Germany has partnered with healthcare start-up Thryve to develop a smartwatch app in an effort to monitor and mitigate the spread of the novel coronavirus. The Corona Data Donation application is designed to gather vital signs—including sleep, temperature, and pulse—to diagnose those who may potentially be infected.
According to Reuters, “Results will be represented in an interactive online map that would make it possible—together with other data inputs—for the health authorities and the general public to assess the prevalence of infections down to postcode level.”
While the Corona Data Donation is available for download at the Google Play Store and the Apple App Store, the German government has made it clear that use of the app is strictly voluntary and all data collected will be processed anonymously. To register, one need only enter their postcode, age, sex, height, and weight.
The data will be monitored on an ongoing basis, searching for telltale indicators of the contagion such as disrupted sleep or high temperature and locating the citizen’s approximate location using their postcode.
Project leader Dirk Brockman said he hoped “100,000 people—or 10 percent of Germany’s smartwatch and fitness tracker users—would sign up. Even 10,000 would be analytically useful, he added.” There is still some uncertainty as to whether the application will be free of bugs, as it was built and distributed within a month.
At time of writing, Germany has the fourth highest COVID-19 caseload behind the US, Spain, and Italy with more than 100,000 confirmed cases. The country has managed to keep the fatality rate relatively low, at just 1,600 thanks to early and extensive testing.
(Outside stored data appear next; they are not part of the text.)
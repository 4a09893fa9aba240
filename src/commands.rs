//! Command implementations for the `srag` binary.

use anyhow::{Context, Result};
use futures::StreamExt;
use secure_rag_core::models::{Clearance, Passage, SecurityLevel};
use secure_rag_core::prompt::ChatMessage;
use secure_rag_core::store::memory::InMemoryPassageStore;
use secure_rag_core::store::{CacheBackend, Search};
use secure_rag_core::store::vector_cache::InMemoryCacheBackend;
use serde_json::json;
use std::io::Write;
use std::path::Path;
use std::sync::Arc;

use crate::config::{Config, EmbeddingProviderConfig};
use crate::history::{ConversationHistory, InMemoryHistory};
use crate::pipeline::{Answer, AnswerBody, Pipeline};

/// Print the resolved configuration. Performs no network calls.
pub fn run_check(config: &Config) -> Result<()> {
    println!("Configuration OK");
    println!();
    println!(
        "retrieval   top_k={} rerank={} (top_k={}, threshold={}) concurrent={}",
        config.retrieval.top_k,
        config.retrieval.rerank_enabled,
        config.retrieval.rerank_top_k,
        config.retrieval.rerank_threshold,
        config.retrieval.concurrent_sub_queries
    );
    println!(
        "planner     decomposition={} max_sub_queries={}",
        config.planner.decomposition_enabled, config.planner.max_sub_queries
    );
    println!(
        "embedding   {}",
        match &config.embedding.provider {
            EmbeddingProviderConfig::Disabled => "disabled".to_string(),
            EmbeddingProviderConfig::OpenAi { model, dims, .. } => format!("openai:{} ({} dims)", model, dims),
            EmbeddingProviderConfig::Local { model, dims, .. } => format!("local:{} ({} dims)", model, dims),
            EmbeddingProviderConfig::Hashing { dims } => format!("hashing ({} dims)", dims),
        }
    );
    let cache_state = if !config.cache.enabled {
        "disabled"
    } else if !config.embedding.is_enabled() {
        "inactive (no embedding provider)"
    } else {
        "enabled"
    };
    println!(
        "cache       {} response(threshold={}, ttl={}s, encrypt={}) context(threshold={}, ttl={}s, encrypt={})",
        cache_state,
        config.cache.response.similarity_threshold,
        config.cache.response.ttl_secs,
        config.cache.response.encrypt,
        config.cache.context.similarity_threshold,
        config.cache.context.ttl_secs,
        config.cache.context.encrypt
    );
    println!("llm.default {}", config.llm.default.label());
    if let Some(internal) = &config.llm.internal {
        println!(
            "llm.internal {} (content >= {})",
            internal.label(),
            config.llm.internal_threshold
        );
    }
    if let Some(fallback) = &config.llm.fallback {
        match config.llm.fallback_max_level {
            Some(max) => println!("llm.fallback {} (content <= {})", fallback.label(), max),
            None => println!("llm.fallback {}", fallback.label()),
        }
    }
    Ok(())
}

/// Options for [`run_ask`].
pub struct AskOptions<'a> {
    pub question: &'a str,
    pub corpus: &'a Path,
    pub clearance: Clearance,
    pub conversation: Option<&'a str>,
    pub history: Option<&'a Path>,
    pub stream: bool,
    pub json: bool,
}

/// Load a JSON array of passages (`content`/`page_content` plus `metadata`).
pub fn load_corpus(path: &Path) -> Result<Vec<Passage>> {
    let text = std::fs::read_to_string(path)
        .with_context(|| format!("Failed to read corpus: {}", path.display()))?;
    serde_json::from_str(&text).with_context(|| format!("Invalid corpus JSON: {}", path.display()))
}

fn load_history(path: &Path) -> Result<Vec<ChatMessage>> {
    let text = std::fs::read_to_string(path)
        .with_context(|| format!("Failed to read history: {}", path.display()))?;
    serde_json::from_str(&text).with_context(|| format!("Invalid history JSON: {}", path.display()))
}

/// Answer one question against a corpus file. Returns whether the answer succeeded.
pub async fn run_ask(config: &Config, opts: AskOptions<'_>) -> Result<bool> {
    let passages = load_corpus(opts.corpus)?;
    tracing::info!(passages = passages.len(), "corpus loaded");
    let store: Arc<dyn Search> = Arc::new(InMemoryPassageStore::with_passages(passages));
    let cache: Arc<dyn CacheBackend> =
        Arc::new(InMemoryCacheBackend::new(config.cache.max_entries_per_tier));

    let history = Arc::new(InMemoryHistory::new());
    let conversation = opts.conversation.unwrap_or("cli");
    if let Some(path) = opts.history {
        for message in load_history(path)? {
            history.append(conversation, message)?;
        }
    }
    let history_reader: Arc<dyn ConversationHistory> = history;

    let pipeline = Pipeline::from_config(config, store, Some(cache), Some(history_reader))?;
    let answer = pipeline
        .answer(opts.question, &opts.clearance, Some(conversation), opts.stream)
        .await;

    if opts.json {
        print_json(answer).await
    } else {
        print_text(answer).await
    }
}

async fn print_text(answer: Answer) -> Result<bool> {
    let mut success = answer.success;
    let mut stdout = std::io::stdout();
    match answer.body {
        AnswerBody::Text(text) => println!("{}", text),
        AnswerBody::Stream(mut tokens) => {
            while let Some(token) = tokens.next().await {
                match token {
                    Ok(token) => {
                        write!(stdout, "{}", token)?;
                        stdout.flush()?;
                    }
                    Err(e) => {
                        println!();
                        eprintln!("error: {}", e);
                        success = false;
                        break;
                    }
                }
            }
            println!();
        }
    }

    if let Some(partial) = &answer.partial_context {
        if !partial.clearance_blocked.is_empty() {
            println!("\nNot answered (clearance): {}", partial.clearance_blocked.join("; "));
        }
        if !partial.unsatisfied.is_empty() {
            println!("Not answered (no data): {}", partial.unsatisfied.join("; "));
        }
    }

    if !answer.sources.is_empty() {
        println!("\nSources:");
        for (i, s) in answer.sources.iter().enumerate() {
            let score = s.score.map(|v| format!(" ({:.2})", v)).unwrap_or_default();
            println!("  [{}] {}{}", i + 1, s.document, score);
        }
    }
    if let Some(provider) = &answer.provider {
        let mut notes = Vec::new();
        if answer.used_fallback {
            notes.push("fallback");
        }
        if answer.from_cache {
            notes.push("cached");
        }
        if notes.is_empty() {
            eprintln!("provider: {}", provider);
        } else {
            eprintln!("provider: {} ({})", provider, notes.join(", "));
        }
    }
    Ok(success)
}

async fn print_json(answer: Answer) -> Result<bool> {
    let (text, stream_error) = match answer.body.collect_text().await {
        Ok(text) => (text, None),
        Err(e) => (String::new(), Some(e.to_string())),
    };
    let success = answer.success && stream_error.is_none();
    let out = json!({
        "request_id": answer.request_id,
        "success": success,
        "error": answer.error.map(|e| e.to_string()).or(stream_error),
        "answer": text,
        "sources": answer.sources,
        "partial_context": answer.partial_context,
        "blocked_departments": answer.blocked_departments,
        "provider": answer.provider,
        "used_fallback": answer.used_fallback,
        "from_cache": answer.from_cache,
        "strategy": answer.strategy,
    });
    println!("{}", serde_json::to_string_pretty(&out)?);
    Ok(success)
}

/// Parse a security level given as a name or ordinal.
pub fn parse_level(raw: &str) -> Result<SecurityLevel, String> {
    SecurityLevel::parse(raw).ok_or_else(|| {
        format!(
            "invalid security level '{}': expected 1-4 or GENERAL, RESTRICTED, CONFIDENTIAL, HIGHLY_CONFIDENTIAL",
            raw
        )
    })
}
But the Corona Data Donation is expected to reveal hotspots of the virus, which would indicate where the limited number of testing kits should be focused.
“If the sample is big enough to capture enough symptomatic patients, that would help us to draw conclusions on how infections are spreading and whether containment measures are working,” said Lothar Wieler, head of the Robert Koch Institute, which is leading Germany’s coronavirus response.
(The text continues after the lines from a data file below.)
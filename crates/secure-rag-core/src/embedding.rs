//! Vector utilities shared by the semantic cache and rerankers.
//!
//! Concrete embedding providers (OpenAI, Ollama, hashing) live in the
//! `secure-rag` app crate.

/// Compute cosine similarity between two embedding vectors.
///
/// Returns a value in `[-1.0, 1.0]`:
/// - `1.0` = identical direction
/// - `0.0` = orthogonal (unrelated)
/// - `-1.0` = opposite direction
///
/// Returns `0.0` for empty vectors or vectors of different lengths.
pub fn cosine_similarity(a: &[f32], b: &[f32]) -> f32 {
    if a.len() != b.len() || a.is_empty() {
        return 0.0;
    }

    let mut dot = 0.0f32;
    let mut norm_a = 0.0f32;
    let mut norm_b = 0.0f32;

    for (x, y) in a.iter().zip(b.iter()) {
        dot += x * y;
        norm_a += x * x;
        norm_b += y * y;
    }

    let denom = norm_a.sqrt() * norm_b.sqrt();
    if denom < f32::EPSILON {
        return 0.0;
    }

    dot / denom
}

/// Scale a vector to unit length in place. Zero vectors are left unchanged.
pub fn normalize(v: &mut [f32]) {
    let norm = v.iter().map(|x| x * x).sum::<f32>().sqrt();
    if norm > f32::EPSILON {
        for x in v.iter_mut() {
            *x /= norm;
        }
    }
}

#[cfg(test)]
mod tests {
    use super::*;

    #[test]
    fn test_cosine_identical() {
        let v = vec![1.0, 2.0, 3.0];
        let sim = cosine_similarity(&v, &v);
        assert!((sim - 1.0).abs() < 1e-6);
    }

    #[test]
    fn test_cosine_orthogonal() {
        let a = vec![1.0, 0.0, 0.0];
        let b = vec![0.0, 1.0, 0.0];
        assert!(cosine_similarity(&a, &b).abs() < 1e-6);
    }

    #[test]
    fn test_cosine_opposite() {
        let a = vec![1.0, 0.0];
        let b = vec![-1.0, 0.0];
        assert!((cosine_similarity(&a, &b) + 1.0).abs() < 1e-6);
    }

    #[test]
    fn test_cosine_empty_and_mismatched() {
        assert_eq!(cosine_similarity(&[], &[]), 0.0);
        assert_eq!(cosine_similarity(&[1.0, 2.0], &[1.0]), 0.0);
    }

    #[test]
    fn test_normalize_unit_length() {
        let mut v = vec![3.0, 4.0];
        normalize(&mut v);
        assert!((v[0] - 0.6).abs() < 1e-6);
        assert!((v[1] - 0.8).abs() < 1e-6);

        let mut zero = vec![0.0, 0.0];
        normalize(&mut zero);
        assert_eq!(zero, vec![0.0, 0.0]);
    }
}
The German government has made an effort to be more cautious than Asian countries in deploying digital surveillance to fight the coronavirus. They are restrained in large part by Europe’s strict data privacy laws and consciousness of the public’s skepticism toward any surveillance that may be “reminiscent of Nazi- or communist-era rule.”
Smart thermometers have been a tool in the US that have been used on a voluntary basis to gather data in an effort to track and diagnose those who may be infected with Covid-19. Kinsa Health, the maker of the smart thermometer, has argued that their product produces results in a much more efficient way than the Center for Disease Control (CDC). They note that “the CDC’s system lags because it relies on weekly reports from hundreds of doctors’ offices and hospital emergency rooms about what symptoms they are seeing in patients,” according to The New York Times.
The smart thermometer is able to locate each user by his or her ZIP code, alerting authorities to where to send their testing kits. Dr. Peter J. Hotez, Dean of the National School of Tropical Medicine at Baylor College of Medicine in Houston, said: “If this tells you where there are new major clusters of fever, it tells you where to swoop in with your test kits.”
“This is very, very exciting,” said Dr. William Schaffner, a professor of preventive medicine at Vanderbilt University. “This is 21st-century disease surveillance, and we’ve been rooted in the mid-20th century with something very labor intensive.”
While these tools are used voluntarily by consumers, there are those who are trying to soften the bitter taste of the idea of “democratic surveillance.”
According to Foreign Affairs, “Western liberal democracies must be unafraid in trying to sharpen their powers of surveillance for public health purposes. There is nothing oxymoronic about the idea of ‘democratic surveillance.’”
“After all, in the past two centuries, the United States and United Kingdom have simultaneously strengthened their democratic institutions while increasing their powers of surveillance. Looking ahead, liberal democracies should identify which methods practiced in East Asia to contain COVID-19 are worthy of emulation and avoid those requiring intrusive surveillance. In particular, Western countries should learn from the speed and scale of interventions in East Asia.”
Civil libertarians, however, fear that it will be difficult for nations to draw back their overreach once it has been locked in. “I’m very concerned,” said Glenn Greenwald, co-founder of The Intercept. Greenwald has written extensively in critique of government surveillance.
“The kind of digital surveillance that I spent a lot of years—even before Snowden, and then obviously, the two or three years during Snowden—advocating against is now something I think could be warranted principally to stave off the more brute solutions that were used in China.”